Segment Start: Task data

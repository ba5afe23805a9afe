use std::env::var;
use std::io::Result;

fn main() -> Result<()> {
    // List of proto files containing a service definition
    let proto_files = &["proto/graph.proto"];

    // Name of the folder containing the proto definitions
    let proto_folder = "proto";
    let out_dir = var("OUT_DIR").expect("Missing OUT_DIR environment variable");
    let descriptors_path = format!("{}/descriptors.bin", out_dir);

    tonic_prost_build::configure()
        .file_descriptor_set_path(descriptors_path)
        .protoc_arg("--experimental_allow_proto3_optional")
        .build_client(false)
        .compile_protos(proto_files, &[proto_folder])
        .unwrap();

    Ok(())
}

Segment End: Task data
Segment Start: Task data

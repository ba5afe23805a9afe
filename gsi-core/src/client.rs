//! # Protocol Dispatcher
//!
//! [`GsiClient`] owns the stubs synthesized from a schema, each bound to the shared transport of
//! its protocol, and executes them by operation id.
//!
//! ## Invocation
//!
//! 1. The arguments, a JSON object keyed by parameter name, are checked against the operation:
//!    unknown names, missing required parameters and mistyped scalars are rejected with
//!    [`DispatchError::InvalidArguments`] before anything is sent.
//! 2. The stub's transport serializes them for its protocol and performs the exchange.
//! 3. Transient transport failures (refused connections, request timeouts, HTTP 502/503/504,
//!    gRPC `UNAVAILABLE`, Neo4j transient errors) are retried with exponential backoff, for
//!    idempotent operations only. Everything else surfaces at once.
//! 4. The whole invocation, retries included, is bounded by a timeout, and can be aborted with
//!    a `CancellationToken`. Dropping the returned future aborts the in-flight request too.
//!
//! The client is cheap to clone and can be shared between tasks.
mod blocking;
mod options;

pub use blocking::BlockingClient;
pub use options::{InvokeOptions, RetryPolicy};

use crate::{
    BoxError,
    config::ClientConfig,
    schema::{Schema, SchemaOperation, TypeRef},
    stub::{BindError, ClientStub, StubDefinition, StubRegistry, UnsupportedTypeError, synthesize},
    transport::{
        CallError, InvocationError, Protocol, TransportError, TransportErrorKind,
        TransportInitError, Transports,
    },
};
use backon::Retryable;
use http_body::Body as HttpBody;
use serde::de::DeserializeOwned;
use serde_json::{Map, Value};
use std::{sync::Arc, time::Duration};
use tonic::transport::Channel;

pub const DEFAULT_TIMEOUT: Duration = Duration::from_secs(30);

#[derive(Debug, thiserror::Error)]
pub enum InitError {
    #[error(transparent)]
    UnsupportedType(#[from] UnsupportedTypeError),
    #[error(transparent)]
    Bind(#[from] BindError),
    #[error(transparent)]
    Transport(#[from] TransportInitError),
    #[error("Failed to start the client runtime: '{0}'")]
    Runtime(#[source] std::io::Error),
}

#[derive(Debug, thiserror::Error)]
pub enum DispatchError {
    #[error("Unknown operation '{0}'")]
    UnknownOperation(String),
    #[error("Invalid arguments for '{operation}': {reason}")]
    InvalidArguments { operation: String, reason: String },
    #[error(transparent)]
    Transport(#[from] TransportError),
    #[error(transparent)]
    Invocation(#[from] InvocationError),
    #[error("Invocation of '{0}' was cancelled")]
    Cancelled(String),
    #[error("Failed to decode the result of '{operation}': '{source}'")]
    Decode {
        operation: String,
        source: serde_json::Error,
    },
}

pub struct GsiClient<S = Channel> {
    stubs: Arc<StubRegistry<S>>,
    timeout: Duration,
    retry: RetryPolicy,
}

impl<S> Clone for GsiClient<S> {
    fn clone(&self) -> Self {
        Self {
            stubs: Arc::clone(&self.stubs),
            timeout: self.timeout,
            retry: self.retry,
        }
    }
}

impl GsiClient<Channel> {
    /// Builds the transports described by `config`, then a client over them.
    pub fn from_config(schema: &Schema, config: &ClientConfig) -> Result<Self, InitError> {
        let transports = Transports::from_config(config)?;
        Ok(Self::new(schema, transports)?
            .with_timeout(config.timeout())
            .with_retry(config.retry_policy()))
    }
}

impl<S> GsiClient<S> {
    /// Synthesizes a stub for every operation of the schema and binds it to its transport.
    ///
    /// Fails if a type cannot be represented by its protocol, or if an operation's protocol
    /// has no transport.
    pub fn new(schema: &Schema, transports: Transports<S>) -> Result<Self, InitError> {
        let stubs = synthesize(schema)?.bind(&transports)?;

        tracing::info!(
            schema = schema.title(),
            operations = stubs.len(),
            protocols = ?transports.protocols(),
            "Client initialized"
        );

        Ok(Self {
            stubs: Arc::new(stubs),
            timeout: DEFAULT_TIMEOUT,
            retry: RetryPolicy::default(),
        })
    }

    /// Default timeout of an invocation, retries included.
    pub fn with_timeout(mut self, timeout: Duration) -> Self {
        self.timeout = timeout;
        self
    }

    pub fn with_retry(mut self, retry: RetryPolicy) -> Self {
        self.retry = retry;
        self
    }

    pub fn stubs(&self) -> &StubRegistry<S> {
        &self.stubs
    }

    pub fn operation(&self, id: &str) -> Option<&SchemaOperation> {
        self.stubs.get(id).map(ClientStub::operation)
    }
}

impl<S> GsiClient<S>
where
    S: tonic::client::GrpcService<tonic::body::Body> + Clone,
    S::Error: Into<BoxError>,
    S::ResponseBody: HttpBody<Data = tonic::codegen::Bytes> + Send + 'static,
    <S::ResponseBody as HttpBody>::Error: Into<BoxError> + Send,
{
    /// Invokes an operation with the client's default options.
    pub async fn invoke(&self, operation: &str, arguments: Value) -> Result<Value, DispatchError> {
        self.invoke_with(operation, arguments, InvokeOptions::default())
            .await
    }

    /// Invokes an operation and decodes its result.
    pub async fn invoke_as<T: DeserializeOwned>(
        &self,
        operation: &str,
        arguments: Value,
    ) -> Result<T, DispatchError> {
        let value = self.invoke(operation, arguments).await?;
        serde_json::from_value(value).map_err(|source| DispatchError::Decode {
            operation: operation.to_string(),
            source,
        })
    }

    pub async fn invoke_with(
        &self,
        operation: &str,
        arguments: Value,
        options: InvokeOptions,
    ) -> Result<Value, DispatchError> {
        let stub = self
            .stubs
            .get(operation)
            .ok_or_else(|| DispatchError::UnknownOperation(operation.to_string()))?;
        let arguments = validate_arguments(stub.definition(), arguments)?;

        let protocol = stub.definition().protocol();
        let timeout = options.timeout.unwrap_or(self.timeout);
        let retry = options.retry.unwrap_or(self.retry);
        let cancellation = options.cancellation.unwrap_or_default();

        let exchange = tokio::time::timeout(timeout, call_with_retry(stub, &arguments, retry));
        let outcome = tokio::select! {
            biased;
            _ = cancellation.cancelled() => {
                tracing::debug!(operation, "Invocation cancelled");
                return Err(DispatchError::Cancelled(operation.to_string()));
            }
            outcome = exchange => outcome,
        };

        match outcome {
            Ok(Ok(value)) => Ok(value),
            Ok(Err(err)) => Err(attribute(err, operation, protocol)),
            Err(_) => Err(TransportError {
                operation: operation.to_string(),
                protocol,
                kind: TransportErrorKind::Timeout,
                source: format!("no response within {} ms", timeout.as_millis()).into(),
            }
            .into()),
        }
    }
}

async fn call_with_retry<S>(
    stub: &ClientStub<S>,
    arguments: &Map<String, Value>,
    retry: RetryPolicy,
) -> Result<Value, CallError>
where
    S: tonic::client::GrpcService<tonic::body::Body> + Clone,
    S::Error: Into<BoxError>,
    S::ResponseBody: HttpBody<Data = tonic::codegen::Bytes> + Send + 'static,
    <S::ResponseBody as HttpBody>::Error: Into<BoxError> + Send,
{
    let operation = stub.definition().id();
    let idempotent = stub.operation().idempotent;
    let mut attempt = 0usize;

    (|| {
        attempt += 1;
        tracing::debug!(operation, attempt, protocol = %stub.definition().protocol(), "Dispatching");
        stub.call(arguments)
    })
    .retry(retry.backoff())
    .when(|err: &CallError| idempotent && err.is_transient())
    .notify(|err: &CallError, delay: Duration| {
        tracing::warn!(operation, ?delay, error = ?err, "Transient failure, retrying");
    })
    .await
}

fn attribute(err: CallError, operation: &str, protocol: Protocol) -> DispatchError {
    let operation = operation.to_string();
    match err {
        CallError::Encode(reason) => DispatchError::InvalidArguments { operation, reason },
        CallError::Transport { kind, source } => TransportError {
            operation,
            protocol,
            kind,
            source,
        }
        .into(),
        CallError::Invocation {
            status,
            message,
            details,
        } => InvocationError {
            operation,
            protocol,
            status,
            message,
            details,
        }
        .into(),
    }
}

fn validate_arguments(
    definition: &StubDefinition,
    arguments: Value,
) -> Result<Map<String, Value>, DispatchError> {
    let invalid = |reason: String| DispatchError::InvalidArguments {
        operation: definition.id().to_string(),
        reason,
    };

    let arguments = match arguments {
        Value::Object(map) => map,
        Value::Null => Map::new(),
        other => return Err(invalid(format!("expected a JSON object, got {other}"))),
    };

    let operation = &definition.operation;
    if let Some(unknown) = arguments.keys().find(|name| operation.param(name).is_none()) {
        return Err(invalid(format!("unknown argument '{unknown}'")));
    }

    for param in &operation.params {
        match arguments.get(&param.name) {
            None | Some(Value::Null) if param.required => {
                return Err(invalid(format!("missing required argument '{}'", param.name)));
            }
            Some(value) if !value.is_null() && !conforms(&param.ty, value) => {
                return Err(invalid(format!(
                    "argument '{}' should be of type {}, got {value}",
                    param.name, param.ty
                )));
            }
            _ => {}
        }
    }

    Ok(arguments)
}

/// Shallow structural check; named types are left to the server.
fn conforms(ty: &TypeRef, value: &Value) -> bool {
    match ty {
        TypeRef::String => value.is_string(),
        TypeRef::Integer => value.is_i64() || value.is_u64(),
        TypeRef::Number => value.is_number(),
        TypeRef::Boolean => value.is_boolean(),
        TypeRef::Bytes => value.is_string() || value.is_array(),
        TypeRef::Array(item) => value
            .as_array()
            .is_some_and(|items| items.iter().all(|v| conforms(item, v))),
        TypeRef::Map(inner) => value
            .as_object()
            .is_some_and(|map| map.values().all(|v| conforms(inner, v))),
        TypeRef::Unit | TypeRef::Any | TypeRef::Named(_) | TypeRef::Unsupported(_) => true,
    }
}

Segment End: Task data

[Problem to solve] Among the entries above, find the line with "filename gsi-core/src/client.rs" and the line with "performs the exchange."; give again exactly these two lines and all lines between them.

[Your response]
filename gsi-core/src/client.rs
//! # Protocol Dispatcher
//!
//! [`GsiClient`] owns the stubs synthesized from a schema, each bound to the shared transport of
//! its protocol, and executes them by operation id.
//!
//! ## Invocation
//!
//! 1. The arguments, a JSON object keyed by parameter name, are checked against the operation:
//!    unknown names, missing required parameters and mistyped scalars are rejected with
//!    [`DispatchError::InvalidArguments`] before anything is sent.
//! 2. The stub's transport serializes them for its protocol and performs the exchange.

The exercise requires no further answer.